* _About this task_
Across the entries below, how many lines contain the string "value"? Only the number is wanted.

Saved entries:

=======

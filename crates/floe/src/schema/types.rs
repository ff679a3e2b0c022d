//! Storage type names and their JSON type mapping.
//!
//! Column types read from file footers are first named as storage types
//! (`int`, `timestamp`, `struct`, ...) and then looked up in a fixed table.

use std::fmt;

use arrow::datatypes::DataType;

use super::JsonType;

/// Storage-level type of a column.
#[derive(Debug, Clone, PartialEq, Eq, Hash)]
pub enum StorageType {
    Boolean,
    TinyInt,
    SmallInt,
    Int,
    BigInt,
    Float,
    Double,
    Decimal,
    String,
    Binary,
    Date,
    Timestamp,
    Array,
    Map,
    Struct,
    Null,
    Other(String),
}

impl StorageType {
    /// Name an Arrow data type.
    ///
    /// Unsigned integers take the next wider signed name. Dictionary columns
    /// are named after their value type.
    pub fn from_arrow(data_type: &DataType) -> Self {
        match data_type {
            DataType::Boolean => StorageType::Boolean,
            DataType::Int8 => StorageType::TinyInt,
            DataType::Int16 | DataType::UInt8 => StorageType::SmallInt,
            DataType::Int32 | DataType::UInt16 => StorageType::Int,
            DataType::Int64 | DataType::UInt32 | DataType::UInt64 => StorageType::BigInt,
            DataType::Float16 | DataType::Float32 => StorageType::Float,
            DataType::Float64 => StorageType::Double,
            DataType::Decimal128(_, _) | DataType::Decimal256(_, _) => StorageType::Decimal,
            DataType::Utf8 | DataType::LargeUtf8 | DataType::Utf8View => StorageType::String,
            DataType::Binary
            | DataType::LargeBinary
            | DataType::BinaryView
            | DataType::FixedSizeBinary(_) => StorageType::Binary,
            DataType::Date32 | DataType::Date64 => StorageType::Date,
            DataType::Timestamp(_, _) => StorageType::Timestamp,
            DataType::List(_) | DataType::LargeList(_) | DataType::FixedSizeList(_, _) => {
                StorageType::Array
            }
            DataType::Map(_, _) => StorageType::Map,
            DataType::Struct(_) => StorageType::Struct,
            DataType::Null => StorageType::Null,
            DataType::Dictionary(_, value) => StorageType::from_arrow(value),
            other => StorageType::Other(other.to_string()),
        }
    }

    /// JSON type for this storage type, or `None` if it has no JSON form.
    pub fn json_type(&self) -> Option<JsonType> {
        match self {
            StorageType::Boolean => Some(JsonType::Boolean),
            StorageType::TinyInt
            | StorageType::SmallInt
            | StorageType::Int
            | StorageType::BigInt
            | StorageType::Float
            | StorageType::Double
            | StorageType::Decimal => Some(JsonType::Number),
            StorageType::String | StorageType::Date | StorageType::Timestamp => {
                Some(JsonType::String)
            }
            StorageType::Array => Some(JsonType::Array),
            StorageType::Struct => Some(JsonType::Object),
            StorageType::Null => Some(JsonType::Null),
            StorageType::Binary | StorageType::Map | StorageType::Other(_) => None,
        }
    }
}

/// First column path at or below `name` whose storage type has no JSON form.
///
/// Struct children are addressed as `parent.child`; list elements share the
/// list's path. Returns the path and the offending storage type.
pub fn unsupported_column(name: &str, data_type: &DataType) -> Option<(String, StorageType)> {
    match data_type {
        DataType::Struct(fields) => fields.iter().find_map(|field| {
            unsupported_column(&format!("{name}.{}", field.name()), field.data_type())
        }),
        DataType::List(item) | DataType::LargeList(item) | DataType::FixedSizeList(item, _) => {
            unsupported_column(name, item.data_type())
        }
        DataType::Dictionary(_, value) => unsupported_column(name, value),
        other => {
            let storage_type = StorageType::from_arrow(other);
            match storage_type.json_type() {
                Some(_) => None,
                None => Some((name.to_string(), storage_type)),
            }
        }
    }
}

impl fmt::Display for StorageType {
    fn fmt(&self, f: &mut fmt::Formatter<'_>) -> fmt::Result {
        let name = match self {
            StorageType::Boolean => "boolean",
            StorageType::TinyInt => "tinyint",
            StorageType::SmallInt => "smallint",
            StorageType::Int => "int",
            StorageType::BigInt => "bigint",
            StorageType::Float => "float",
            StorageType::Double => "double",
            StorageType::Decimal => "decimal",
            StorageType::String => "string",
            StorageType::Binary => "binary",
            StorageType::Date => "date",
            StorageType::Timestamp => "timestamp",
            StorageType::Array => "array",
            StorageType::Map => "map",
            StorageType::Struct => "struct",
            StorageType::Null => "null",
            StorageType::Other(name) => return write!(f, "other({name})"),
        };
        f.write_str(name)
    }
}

=======

* _Result for this exercise_
3